WHAT THE EXERCISE ASKS:
Go through the entries and set each one down exactly.

***** DATA TO EXAMINE

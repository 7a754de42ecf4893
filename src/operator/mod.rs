//! Operator-facing TCP endpoint: streams telemetry and route frames to operator consoles and
//! relays their commands to the active telemetry source.

mod operator_endpoint;
mod operator_messages;
mod operator_relay;


pub use operator_endpoint::OperatorEndpoint;
pub use operator_relay::OperatorRelay;
use crate::util::GeoPoint;
use strum_macros::{Display, EnumString};

/// Flight modes of the vehicle, driven by the mode state machine.
#[derive(Debug, PartialEq, Eq, Clone, Copy, Hash, Default, Display, EnumString)]
#[strum(serialize_all = "UPPERCASE", ascii_case_insensitive)]
pub enum FlightMode {
    /// Disarmed, or armed but still on the ground.
    #[default]
    Grounded,
    Takeoff,
    /// Free flight towards (or holding at) a commanded target.
    Guided,
    /// Return-to-launch: fly home at the return altitude.
    Rtl,
    Land,
}

impl FlightMode {
    /// Maps a mode string reported by a live flight controller onto the simulator modes.
    ///
    /// Known names are matched case-insensitively. Anything else (e.g. `STABILIZE`, `LOITER`)
    /// is read as `Guided` while armed and `Grounded` otherwise.
    pub fn from_live(value: &str, armed: bool) -> Self {
        value.trim().parse().unwrap_or(if armed { FlightMode::Guided } else { FlightMode::Grounded })
    }
}

/// Flight modes a live autopilot can be switched to directly. Names follow ArduCopter.
#[derive(Debug, PartialEq, Eq, Clone, Copy, Hash, Display, EnumString)]
#[strum(serialize_all = "SCREAMING_SNAKE_CASE", ascii_case_insensitive)]
pub enum AutopilotMode {
    Stabilize,
    Acro,
    AltHold,
    Auto,
    Guided,
    Loiter,
    Rtl,
    Circle,
    Land,
    #[strum(serialize = "POSHOLD")]
    PosHold,
    Brake,
    SmartRtl,
}

/// Battery and GPS health as reported by the vehicle.
#[derive(Debug, Clone, Copy, PartialEq, Default)]
pub struct VehicleHealth {
    /// Volts.
    pub battery_voltage: f64,
    /// Amperes.
    pub battery_current: f64,
    /// Remaining charge in percent.
    pub battery_percentage: f64,
    pub gps_satellites: u32,
    pub gps_hdop: f64,
    pub gps_fix: bool,
    /// MAVLink `GPS_FIX_TYPE`, 3 is a 3D fix.
    pub gps_fix_type: u8,
}

impl VehicleHealth {
    /// What the simulated vehicle reports: a full battery and a solid 3D fix.
    pub const SIMULATED: Self = Self {
        battery_voltage: 12.6,
        battery_current: 0.0,
        battery_percentage: 100.0,
        gps_satellites: 15,
        gps_hdop: 0.8,
        gps_fix: true,
        gps_fix_type: 3,
    };
}

/// The simulated vehicle record. Replaced wholesale on every tick.
#[derive(Debug, Clone, Copy, PartialEq)]
pub struct TelemetryState {
    pub position: GeoPoint,
    /// Meters above launch, never negative.
    pub altitude: f64,
    /// Degrees in `[0, 360)`.
    pub heading: f64,
    pub ground_speed: f64,
    pub airspeed: f64,
    /// Signed, positive while climbing.
    pub vertical_speed: f64,
    /// Cosmetic only.
    pub roll: f64,
    /// Cosmetic only.
    pub pitch: f64,
    pub armed: bool,
    pub mode: FlightMode,
    pub health: VehicleHealth,
}

impl TelemetryState {
    /// Vehicle resting disarmed at `home`.
    pub fn initial(home: GeoPoint) -> Self {
        Self {
            position: home,
            altitude: 0.0,
            heading: 0.0,
            ground_speed: 0.0,
            airspeed: 0.0,
            vertical_speed: 0.0,
            roll: 0.0,
            pitch: 0.0,
            armed: false,
            mode: FlightMode::Grounded,
            health: VehicleHealth::default(),
        }
    }

    pub fn is_airborne(&self, threshold: f64) -> bool { self.altitude > threshold }
}
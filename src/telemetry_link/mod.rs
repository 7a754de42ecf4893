//! Telemetry sources and the wire shape shared by simulated and live telemetry.

mod live_link;
mod telemetry_frame;
mod telemetry_source;

#[cfg(test)]
mod tests;

pub use live_link::LiveLink;
pub use telemetry_frame::TelemetryFrame;
#[cfg(test)]
pub use telemetry_frame::{Inbound, decode_inbound};
pub use telemetry_source::{RouteFeed, SnapshotPublisher, TelemetrySource};
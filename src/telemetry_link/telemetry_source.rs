use crate::flight_control::{RouteCursor, RouteUpdate, RouteView, TelemetryState};
use crate::mode_control::{Command, CommandAck, CommandError};
use async_trait::async_trait;
use tokio::sync::watch;

/// Anything that produces vehicle snapshots and accepts operator commands.
///
/// Implemented by the simulation scheduler and by the live link, so the operator side does not
/// care where the telemetry comes from.
#[async_trait]
pub trait TelemetrySource: Send + Sync {
    /// Short name for log output.
    fn source_name(&self) -> &'static str;

    /// Submits a command and waits for its outcome.
    async fn submit(&self, cmd: Command) -> Result<CommandAck, CommandError>;

    /// Receiver of the latest vehicle snapshot.
    fn telemetry(&self) -> watch::Receiver<TelemetryState>;

    /// A fresh feed of the route, positioned before its first update.
    fn route(&self) -> RouteFeed;

    /// Stops the source. Pending commands fail afterwards.
    async fn shutdown(&mut self);
}

/// Incremental route updates for one consumer.
///
/// The watch channel only carries the cheap [`RouteCursor`] as a wake-up signal, the points
/// themselves are pulled from the shared [`RouteView`] on demand.
#[derive(Debug, Clone)]
pub struct RouteFeed {
    view: RouteView,
    cursor_rx: watch::Receiver<RouteCursor>,
    seen: Option<RouteCursor>,
}

impl RouteFeed {
    /// Waits until the route changed after the last [`RouteFeed::take_update`].
    pub async fn changed(&mut self) -> Result<(), watch::error::RecvError> {
        self.cursor_rx.changed().await
    }

    /// Takes everything not yet handed out by this feed.
    ///
    /// The first call and every call after a trace reset yield [`RouteUpdate::Replace`],
    /// otherwise only the newly appended samples are returned.
    pub fn take_update(&mut self) -> Option<RouteUpdate> {
        self.cursor_rx.borrow_and_update();
        let (cursor, update) = self.view.update_since(self.seen);
        self.seen = Some(cursor);
        update
    }

    /// Forgets what was handed out, the next update replaces the whole route.
    pub fn rewind(&mut self) { self.seen = None; }
}

/// Sending side of the snapshot channels handed out by a [`TelemetrySource`].
#[derive(Debug)]
pub struct SnapshotPublisher {
    telemetry_tx: watch::Sender<TelemetryState>,
    cursor_tx: watch::Sender<RouteCursor>,
    route: RouteView,
}

impl SnapshotPublisher {
    pub fn new(telemetry: TelemetryState, route: RouteView) -> Self {
        Self {
            telemetry_tx: watch::Sender::new(telemetry),
            cursor_tx: watch::Sender::new(route.cursor()),
            route,
        }
    }

    pub fn telemetry(&self) -> watch::Receiver<TelemetryState> { self.telemetry_tx.subscribe() }

    pub fn route(&self) -> RouteFeed {
        RouteFeed { view: self.route.clone(), cursor_rx: self.cursor_tx.subscribe(), seen: None }
    }

    /// Publishes a snapshot. Route subscribers are only woken if the trace moved on.
    pub fn publish(&self, telemetry: &TelemetryState) {
        self.telemetry_tx.send_replace(*telemetry);
        let cursor = self.route.cursor();
        self.cursor_tx.send_if_modified(|current| {
            if *current == cursor {
                false
            } else {
                *current = cursor;
                true
            }
        });
    }
}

**********

OUTPUT:
repository 7a754de42ecf4893
filename src/operator/mod.rs
//! Operator-facing TCP endpoint: streams telemetry and route frames to operator consoles and
//! relays their commands to the active telemetry source.

mod operator_endpoint;
mod operator_messages;
mod operator_relay;


pub use operator_endpoint::OperatorEndpoint;
pub use operator_relay::OperatorRelay;
use crate::util::GeoPoint;
use strum_macros::{Display, EnumString};

/// Flight modes of the vehicle, driven by the mode state machine.
#[derive(Debug, PartialEq, Eq, Clone, Copy, Hash, Default, Display, EnumString)]
#[strum(serialize_all = "UPPERCASE", ascii_case_insensitive)]
pub enum FlightMode {
    /// Disarmed, or armed but still on the ground.
    #[default]
    Grounded,
    Takeoff,
    /// Free flight towards (or holding at) a commanded target.
    Guided,
    /// Return-to-launch: fly home at the return altitude.
    Rtl,
    Land,
}

impl FlightMode {
    /// Maps a mode string reported by a live flight controller onto the simulator modes.
    ///
    /// Known names are matched case-insensitively. Anything else (e.g. `STABILIZE`, `LOITER`)
    /// is read as `Guided` while armed and `Grounded` otherwise.
    pub fn from_live(value: &str, armed: bool) -> Self {
        value.trim().parse().unwrap_or(if armed { FlightMode::Guided } else { FlightMode::Grounded })
    }
}

/// Flight modes a live autopilot can be switched to directly. Names follow ArduCopter.
#[derive(Debug, PartialEq, Eq, Clone, Copy, Hash, Display, EnumString)]
#[strum(serialize_all = "SCREAMING_SNAKE_CASE", ascii_case_insensitive)]
pub enum AutopilotMode {
    Stabilize,
    Acro,
    AltHold,
    Auto,
    Guided,
    Loiter,
    Rtl,
    Circle,
    Land,
    #[strum(serialize = "POSHOLD")]
    PosHold,
    Brake,
    SmartRtl,
}

/// Battery and GPS health as reported by the vehicle.
#[derive(Debug, Clone, Copy, PartialEq, Default)]
pub struct VehicleHealth {
    /// Volts.
    pub battery_voltage: f64,
    /// Amperes.
    pub battery_current: f64,
    /// Remaining charge in percent.
    pub battery_percentage: f64,
    pub gps_satellites: u32,
    pub gps_hdop: f64,
    pub gps_fix: bool,
    /// MAVLink `GPS_FIX_TYPE`, 3 is a 3D fix.
    pub gps_fix_type: u8,
}

impl VehicleHealth {
    /// What the simulated vehicle reports: a full battery and a solid 3D fix.
    pub const SIMULATED: Self = Self {
        battery_voltage: 12.6,
        battery_current: 0.0,
        battery_percentage: 100.0,
        gps_satellites: 15,
        gps_hdop: 0.8,
        gps_fix: true,
        gps_fix_type: 3,
    };
}

/// The simulated vehicle record. Replaced wholesale on every tick.
#[derive(Debug, Clone, Copy, PartialEq)]
pub struct TelemetryState {
    pub position: GeoPoint,
    /// Meters above launch, never negative.
    pub altitude: f64,
    /// Degrees in `[0, 360)`.
    pub heading: f64,
    pub ground_speed: f64,
    pub airspeed: f64,
    /// Signed, positive while climbing.
    pub vertical_speed: f64,
    /// Cosmetic only.
    pub roll: f64,
    /// Cosmetic only.
    pub pitch: f64,
    pub armed: bool,
    pub mode: FlightMode,
    pub health: VehicleHealth,
}

impl TelemetryState {
    /// Vehicle resting disarmed at `home`.
    pub fn initial(home: GeoPoint) -> Self {
        Self {
            position: home,
            altitude: 0.0,
            heading: 0.0,
            ground_speed: 0.0,
            airspeed: 0.0,
            vertical_speed: 0.0,
            roll: 0.0,
            pitch: 0.0,
            armed: false,
            mode: FlightMode::Grounded,
            health: VehicleHealth::default(),
        }
    }

    pub fn is_airborne(&self, threshold: f64) -> bool { self.altitude > threshold }
}
filename src/telemetry_link/mod.rs
repository 7a754de42ecf4893
//! Telemetry sources and the wire shape shared by simulated and live telemetry.

mod live_link;
mod telemetry_frame;
mod telemetry_source;

#[cfg(test)]
mod tests;

pub use live_link::LiveLink;
pub use telemetry_frame::TelemetryFrame;
#[cfg(test)]
pub use telemetry_frame::{Inbound, decode_inbound};
pub use telemetry_source::{RouteFeed, SnapshotPublisher, TelemetrySource};
filename src/telemetry_link/telemetry_source.rs
use crate::flight_control::{RouteCursor, RouteUpdate, RouteView, TelemetryState};
use crate::mode_control::{Command, CommandAck, CommandError};
use async_trait::async_trait;
use tokio::sync::watch;

/// Anything that produces vehicle snapshots and accepts operator commands.
///
/// Implemented by the simulation scheduler and by the live link, so the operator side does not
/// care where the telemetry comes from.
#[async_trait]
pub trait TelemetrySource: Send + Sync {
    /// Short name for log output.
    fn source_name(&self) -> &'static str;

    /// Submits a command and waits for its outcome.
    async fn submit(&self, cmd: Command) -> Result<CommandAck, CommandError>;

    /// Receiver of the latest vehicle snapshot.
    fn telemetry(&self) -> watch::Receiver<TelemetryState>;

    /// A fresh feed of the route, positioned before its first update.
    fn route(&self) -> RouteFeed;

    /// Stops the source. Pending commands fail afterwards.
    async fn shutdown(&mut self);
}

/// Incremental route updates for one consumer.
///
/// The watch channel only carries the cheap [`RouteCursor`] as a wake-up signal, the points
/// themselves are pulled from the shared [`RouteView`] on demand.
#[derive(Debug, Clone)]
pub struct RouteFeed {
    view: RouteView,
    cursor_rx: watch::Receiver<RouteCursor>,
    seen: Option<RouteCursor>,
}

impl RouteFeed {
    /// Waits until the route changed after the last [`RouteFeed::take_update`].
    pub async fn changed(&mut self) -> Result<(), watch::error::RecvError> {
        self.cursor_rx.changed().await
    }

    /// Takes everything not yet handed out by this feed.
    ///
    /// The first call and every call after a trace reset yield [`RouteUpdate::Replace`],
    /// otherwise only the newly appended samples are returned.
    pub fn take_update(&mut self) -> Option<RouteUpdate> {
        self.cursor_rx.borrow_and_update();
        let (cursor, update) = self.view.update_since(self.seen);
        self.seen = Some(cursor);
        update
    }

    /// Forgets what was handed out, the next update replaces the whole route.
    pub fn rewind(&mut self) { self.seen = None; }
}

/// Sending side of the snapshot channels handed out by a [`TelemetrySource`].
#[derive(Debug)]
pub struct SnapshotPublisher {
    telemetry_tx: watch::Sender<TelemetryState>,
    cursor_tx: watch::Sender<RouteCursor>,
    route: RouteView,
}

impl SnapshotPublisher {
    pub fn new(telemetry: TelemetryState, route: RouteView) -> Self {
        Self {
            telemetry_tx: watch::Sender::new(telemetry),
            cursor_tx: watch::Sender::new(route.cursor()),
            route,
        }
    }

    pub fn telemetry(&self) -> watch::Receiver<TelemetryState> { self.telemetry_tx.subscribe() }

    pub fn route(&self) -> RouteFeed {
        RouteFeed { view: self.route.clone(), cursor_rx: self.cursor_tx.subscribe(), seen: None }
    }

    /// Publishes a snapshot. Route subscribers are only woken if the trace moved on.
    pub fn publish(&self, telemetry: &TelemetryState) {
        self.telemetry_tx.send_replace(*telemetry);
        let cursor = self.route.cursor();
        self.cursor_tx.send_if_modified(|current| {
            if *current == cursor {
                false
            } else {
                *current = cursor;
                true
            }
        });
    }
}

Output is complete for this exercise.